Media and environmental NGOs around the world are calling COP 15 a failure. Even though the agreement fell short of the hopes and expectations of millions of people, the intense two week negotiation was a political triumph for some. Most notably, the United States.

Facing fierce opposition from the Senate to commit internationally to targets not approved domestically, President Obama managed to keep any specific numbers out of the Copenhagen Accord. More impressively, he managed to persuade China to consider accountability measures for its reductions (granted, not by an international body). This was the largest prerequisite from US legislators to agree to any reductions at home and the US adherence to an international Climate treaty. With an eye on domestic politics, the US skillfully used international negotiations to gain support domestically.

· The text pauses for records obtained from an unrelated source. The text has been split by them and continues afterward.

use common::{Direction, DirectionBias};

use crate::patterns::{ObvDivergence, PatternReport};

/// Weighted votes: OBV divergence 2, squeeze momentum, chart bias and
/// level-test outcome 1 each. Ties are neutral.
pub fn direction_bias(report: &PatternReport) -> DirectionBias {
    let mut bullish = 0;
    let mut bearish = 0;
    let mut reasons = Vec::new();

    if let Some(obv) = &report.obv {
        match obv.divergence {
            ObvDivergence::Bullish | ObvDivergence::HiddenBullish => {
                bullish += 2;
                reasons.push(format!("{} OBV divergence", obv.divergence.as_str()));
            }
            ObvDivergence::Bearish => {
                bearish += 2;
                reasons.push("BEARISH OBV divergence".to_string());
            }
            ObvDivergence::None => {}
        }
    }

    if let Some(momentum) = report.squeeze.as_ref().and_then(|s| s.momentum) {
        if momentum > 0.0 {
            bullish += 1;
            reasons.push(format!("squeeze momentum {:+.3}", momentum));
        } else if momentum < 0.0 {
            bearish += 1;
            reasons.push(format!("squeeze momentum {:+.3}", momentum));
        }
    }

    if let Some(chart) = &report.chart {
        match chart.bias {
            Direction::Bullish => bullish += 1,
            Direction::Bearish => bearish += 1,
            Direction::Neutral => {}
        }
        if chart.bias != Direction::Neutral {
            reasons.push(format!("{} pattern", chart.kind.as_str()));
        }
    }

    if let Some(test) = &report.level_test {
        let vote = test.outcome.direction();
        match vote {
            Direction::Bullish => bullish += 1,
            Direction::Bearish => bearish += 1,
            Direction::Neutral => {}
        }
        if vote != Direction::Neutral {
            reasons.push(format!("{:?} at {} {:.2}", test.outcome, test.label, test.level));
        }
    }

    let direction = if bullish > bearish {
        Direction::Bullish
    } else if bearish > bullish {
        Direction::Bearish
    } else {
        Direction::Neutral
    };

    DirectionBias {
        direction,
        bullish_votes: bullish,
        bearish_votes: bearish,
        reasons,
    }
}

#[cfg(test)]
mod tests {
    use super::*;
    use crate::patterns::{LevelTest, ObvAnalysis, TestOutcome};
    use common::LevelKind;

    fn support_test(outcome: TestOutcome) -> LevelTest {
        LevelTest {
            kind: LevelKind::Support,
            level: 10.0,
            label: "S1".to_string(),
            touches: 3,
            distance_pct: 0.004,
            outcome,
        }
    }

    #[test]
    fn test_support_sign_follows_price_action() {
        let bounce = PatternReport {
            level_test: Some(support_test(TestOutcome::SupportBounce)),
            ..Default::default()
        };
        assert_eq!(direction_bias(&bounce).direction, Direction::Bullish);

        let breakdown = PatternReport {
            level_test: Some(support_test(TestOutcome::SupportBreakdown)),
            ..Default::default()
        };
        assert_eq!(direction_bias(&breakdown).direction, Direction::Bearish);
    }

    #[test]
    fn test_obv_outweighs_single_vote() {
        let report = PatternReport {
            obv: Some(ObvAnalysis {
                divergence: ObvDivergence::Bullish,
                price_slope_pct: -0.1,
                obv_slope: 0.8,
                strength: 60.0,
            }),
            level_test: Some(support_test(TestOutcome::SupportBreakdown)),
            ..Default::default()
        };
        let bias = direction_bias(&report);
        assert_eq!(bias.bullish_votes, 2);
        assert_eq!(bias.bearish_votes, 1);
        assert_eq!(bias.direction, Direction::Bullish);
        assert_eq!(bias.reasons.len(), 2);
    }

    #[test]
    fn test_no_votes_is_neutral() {
        let bias = direction_bias(&PatternReport::default());
        assert_eq!(bias.direction, Direction::Neutral);
        assert!(bias.reasons.is_empty());
    }
}
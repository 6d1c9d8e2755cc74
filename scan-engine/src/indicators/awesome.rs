use common::{Result, ScanError};

use super::calculate_sma_nan;

/// Awesome Oscillator: SMA(fast) − SMA(slow) of the bar midpoint (high + low) / 2
pub fn calculate_awesome_oscillator(highs: &[f64], lows: &[f64], fast: usize, slow: usize) -> Result<Vec<f64>> {
    let n = highs.len();
    if fast == 0 || fast >= slow {
        return Err(ScanError::InvalidParameter(format!(
            "awesome oscillator needs 0 < fast < slow, got {}/{}",
            fast, slow
        )));
    }
    if n < slow {
        return Err(ScanError::insufficient("awesome_oscillator", slow, n));
    }

    let midpoints: Vec<f64> = highs.iter().zip(lows).map(|(h, l)| (h + l) / 2.0).collect();
    let fast_sma = calculate_sma_nan(&midpoints, fast);
    let slow_sma = calculate_sma_nan(&midpoints, slow);

    Ok(fast_sma.iter().zip(&slow_sma).map(|(f, s)| f - s).collect())
}

#[cfg(test)]
mod tests {
    use super::*;

    #[test]
    fn test_rising_midpoints_are_positive() {
        let highs: Vec<f64> = (0..40).map(|i| 11.0 + i as f64).collect();
        let lows: Vec<f64> = (0..40).map(|i| 9.0 + i as f64).collect();
        let ao = calculate_awesome_oscillator(&highs, &lows, 5, 34).unwrap();

        assert!(ao[32].is_nan());
        // lag difference of a unit-slope line: (34 - 5) / 2
        assert_eq!(ao[39], 14.5);
    }

    #[test]
    fn test_requires_slow_period() {
        let v = vec![1.0; 33];
        assert!(calculate_awesome_oscillator(&v, &v, 5, 34).is_err());
    }
}
use common::config::PatternConfig;
use common::names::{indicators as keys, signals};
use common::{IndicatorSet, Result, ScanError, Series, Signal, NO_CATEGORY};
use serde::{Deserialize, Serialize};

use super::require;
use crate::indicators::{linear_regression_slope, normalized_obv_slope};

#[derive(Debug, Clone, Copy, PartialEq, Eq, Serialize, Deserialize)]
#[serde(rename_all = "SCREAMING_SNAKE_CASE")]
pub enum ObvDivergence {
    Bullish,
    Bearish,
    HiddenBullish,
    None,
}

impl ObvDivergence {
    pub fn as_str(&self) -> &'static str {
        match self {
            Self::Bullish => "BULLISH",
            Self::Bearish => "BEARISH",
            Self::HiddenBullish => "HIDDEN_BULLISH",
            Self::None => NO_CATEGORY,
        }
    }

    pub fn is_bullish(&self) -> bool {
        matches!(self, Self::Bullish | Self::HiddenBullish)
    }
}

#[derive(Debug, Clone, PartialEq, Serialize, Deserialize)]
pub struct ObvAnalysis {
    pub divergence: ObvDivergence,
    /// Price slope in percent of the window's mean close per bar
    pub price_slope_pct: f64,
    /// OBV slope in units of the window's mean absolute OBV change
    pub obv_slope: f64,
    /// 0-100
    pub strength: f64,
}

impl ObvAnalysis {
    pub fn signal(&self) -> Signal {
        Signal::category(signals::OBV_DIVERGENCE, self.divergence.as_str())
            .with_input("price_slope_pct", self.price_slope_pct)
            .with_input("obv_slope", self.obv_slope)
            .with_input("strength", self.strength)
    }
}

fn rolling_min_at(values: &[f64], end: usize, window: usize) -> f64 {
    values[end + 1 - window.min(end + 1)..=end]
        .iter()
        .copied()
        .fold(f64::INFINITY, f64::min)
}

/// Lower price lows paired with higher OBV lows across the window
fn hidden_bullish(lows: &[f64], obv: &[f64], window: usize) -> bool {
    let n = lows.len().min(obv.len());
    if window == 0 || n < 2 * window {
        return false;
    }
    let now = n - 1;
    let earlier = n - 1 - window;
    rolling_min_at(lows, now, window) < rolling_min_at(lows, earlier, window)
        && rolling_min_at(obv, now, window) > rolling_min_at(obv, earlier, window)
}

pub fn detect_obv_divergence(series: &Series, indicators: &IndicatorSet, config: &PatternConfig) -> Result<ObvAnalysis> {
    let obv = require(indicators, keys::OBV)?;
    let lookback = config.obv_lookback;
    if obv.len() < lookback {
        return Err(ScanError::insufficient("obv_divergence", lookback, obv.len()));
    }

    let closes = series.closes();
    let recent = &closes[closes.len() - lookback..];
    let mean_price = recent.iter().sum::<f64>() / lookback as f64;
    let price_slope = linear_regression_slope(recent)
        .ok_or_else(|| ScanError::insufficient("obv_divergence", 2, lookback))?;
    let price_slope_pct = if mean_price > 0.0 {
        price_slope / mean_price * 100.0
    } else {
        0.0
    };
    let obv_slope = normalized_obv_slope(obv, lookback)
        .ok_or_else(|| ScanError::insufficient("obv_divergence", 2, lookback))?;

    let flat = config.obv_price_flat_pct;
    let threshold = config.obv_slope_threshold;
    let gap = (obv_slope - price_slope_pct).abs();

    // hidden accumulation outranks the slope comparison
    let (divergence, strength) = if hidden_bullish(&series.lows(), obv, config.obv_hidden_window) {
        (ObvDivergence::HiddenBullish, 80.0)
    } else if price_slope_pct < flat && obv_slope > threshold {
        (ObvDivergence::Bullish, (gap * 100.0).min(100.0))
    } else if price_slope_pct > -flat && obv_slope < -threshold {
        (ObvDivergence::Bearish, (gap * 100.0).min(100.0))
    } else {
        (ObvDivergence::None, 0.0)
    };

    Ok(ObvAnalysis {
        divergence,
        price_slope_pct,
        obv_slope,
        strength,
    })
}
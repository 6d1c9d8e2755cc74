use common::{Result, ScanError};

use super::{calculate_atr, calculate_ema_with_sma_seed};

/// Keltner Channels result
#[derive(Debug, Clone)]
pub struct KeltnerChannels {
    pub upper: Vec<f64>,
    pub middle: Vec<f64>,
    pub lower: Vec<f64>,
}

impl KeltnerChannels {
    pub fn width(&self, idx: usize) -> f64 {
        self.upper[idx] - self.lower[idx]
    }
}

/// Calculate Keltner Channels
///
/// middle = EMA(period), upper/lower = middle ± atr_mult · ATR(period)
pub fn calculate_keltner(
    highs: &[f64],
    lows: &[f64],
    closes: &[f64],
    period: usize,
    atr_mult: f64,
) -> Result<KeltnerChannels> {
    let n = closes.len();
    if period == 0 {
        return Err(ScanError::InvalidParameter("Keltner period must be > 0".to_string()));
    }
    if n < period {
        return Err(ScanError::insufficient("keltner", period, n));
    }

    let middle = calculate_ema_with_sma_seed(closes, period);
    let atr = calculate_atr(highs, lows, closes, period)?;

    let upper = middle.iter().zip(&atr).map(|(m, a)| m + atr_mult * a).collect();
    let lower = middle.iter().zip(&atr).map(|(m, a)| m - atr_mult * a).collect();

    Ok(KeltnerChannels { upper, middle, lower })
}

/// Bollinger bands strictly inside the Keltner channel.
///
/// Coinciding bands are not a squeeze, and any NaN input yields false.
pub fn is_squeeze(bb_upper: f64, bb_lower: f64, kc_upper: f64, kc_lower: f64) -> bool {
    bb_upper < kc_upper && bb_lower > kc_lower
}

#[cfg(test)]
mod tests {
    use super::*;
    use approx::assert_relative_eq;

    #[test]
    fn test_keltner_constant_range() {
        let highs = vec![11.0; 25];
        let lows = vec![9.0; 25];
        let closes = vec![10.0; 25];
        let kc = calculate_keltner(&highs, &lows, &closes, 20, 1.5).unwrap();

        assert!(kc.middle[18].is_nan());
        assert_relative_eq!(kc.middle[24], 10.0);
        assert_relative_eq!(kc.upper[24], 13.0);
        assert_relative_eq!(kc.lower[24], 7.0);
        assert_relative_eq!(kc.width(24), 6.0);
    }

    #[test]
    fn test_squeeze_requires_strict_containment() {
        assert!(is_squeeze(10.5, 9.5, 11.0, 9.0));
        // coinciding bands
        assert!(!is_squeeze(11.0, 9.0, 11.0, 9.0));
        // one side touching
        assert!(!is_squeeze(11.0, 9.5, 11.0, 9.0));
        assert!(!is_squeeze(10.5, 9.0, 11.0, 9.0));
        // outside
        assert!(!is_squeeze(12.0, 8.0, 11.0, 9.0));
        assert!(!is_squeeze(f64::NAN, 9.5, 11.0, 9.0));
    }
}
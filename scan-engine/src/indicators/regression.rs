/// Least-squares fit of `values` against their index.
///
/// Returns `(slope, intercept)`, or `None` for fewer than two points or any NaN.
pub fn linear_regression(values: &[f64]) -> Option<(f64, f64)> {
    let n = values.len();
    if n < 2 || values.iter().any(|v| !v.is_finite()) {
        return None;
    }
    let n_f = n as f64;
    let mean_x = (n_f - 1.0) / 2.0;
    let mean_y = values.iter().sum::<f64>() / n_f;

    let mut num = 0.0;
    let mut den = 0.0;
    for (i, y) in values.iter().enumerate() {
        let dx = i as f64 - mean_x;
        num += dx * (y - mean_y);
        den += dx * dx;
    }
    let slope = num / den;
    Some((slope, mean_y - slope * mean_x))
}

pub fn linear_regression_slope(values: &[f64]) -> Option<f64> {
    linear_regression(values).map(|(slope, _)| slope)
}

/// Fitted value at the last index
pub fn linear_regression_endpoint(values: &[f64]) -> Option<f64> {
    linear_regression(values).map(|(slope, intercept)| intercept + slope * (values.len() - 1) as f64)
}

#[cfg(test)]
mod tests {
    use super::*;
    use approx::assert_relative_eq;

    #[test]
    fn test_perfect_line() {
        let values = vec![1.0, 3.0, 5.0, 7.0];
        let (slope, intercept) = linear_regression(&values).unwrap();
        assert_relative_eq!(slope, 2.0);
        assert_relative_eq!(intercept, 1.0);
        assert_relative_eq!(linear_regression_endpoint(&values).unwrap(), 7.0);
    }

    #[test]
    fn test_degenerate_inputs() {
        assert!(linear_regression(&[1.0]).is_none());
        assert!(linear_regression(&[1.0, f64::NAN, 2.0]).is_none());
    }
}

Although this delay might be seen initially as detrimental for climate, the potential advantages could far outweigh the costs. If President Obama had agreed to targets and China’s accountability had not been addressed, it is very likely that chances would have been slim for the climate bill to pass the senate in the spring. However, the strategy might just have averted higher opposition from legislators and even boosted support. With this the world will gain a higher probability for the second emitter in the world to render a meaningful contribution to avert Climate Change. Moreover, the world would have gained a leader to a low carbon global economy.

The Chinese riddle

During the negotiations many asked what China wanted in return for its emission reductions. A recent article in The New Yorker (December 21, 2009) by Evan Osnos about China’s green economy, hints at the answer. China has an impressive capacity to produce goods cheaply; it is world renowned for its explosive growth in wind farms and solar panels. This ability to mass produce comes from a strong centralized national growth planning followed faithfully by provinces combined with low wages and high productivity. However, China lacks the conditions for creativity to flourish, like individual freedoms and entrepreneurial incentives to come up with the next breakthrough technology. These elements appear to belong to a country that manages growth more democratically, like the United States.

The combination of the United States and China’s comparative advantages should lead to technological advancement and economic growth. The United States needs China to produce its big ideas and China needs the United States for creative input. One cannot attain the other without sacrificing the conditions that sustain their political systems. It is hard to imagine Chinese double digit growth under a US type democracy.

Therefore we are in a world where US outsources production and China does the same with creativity. If Obama was able to bring China to the table without giving in on ideas, the more power to him. However, it will be interesting to see the consequences of such an opportunistic partnership.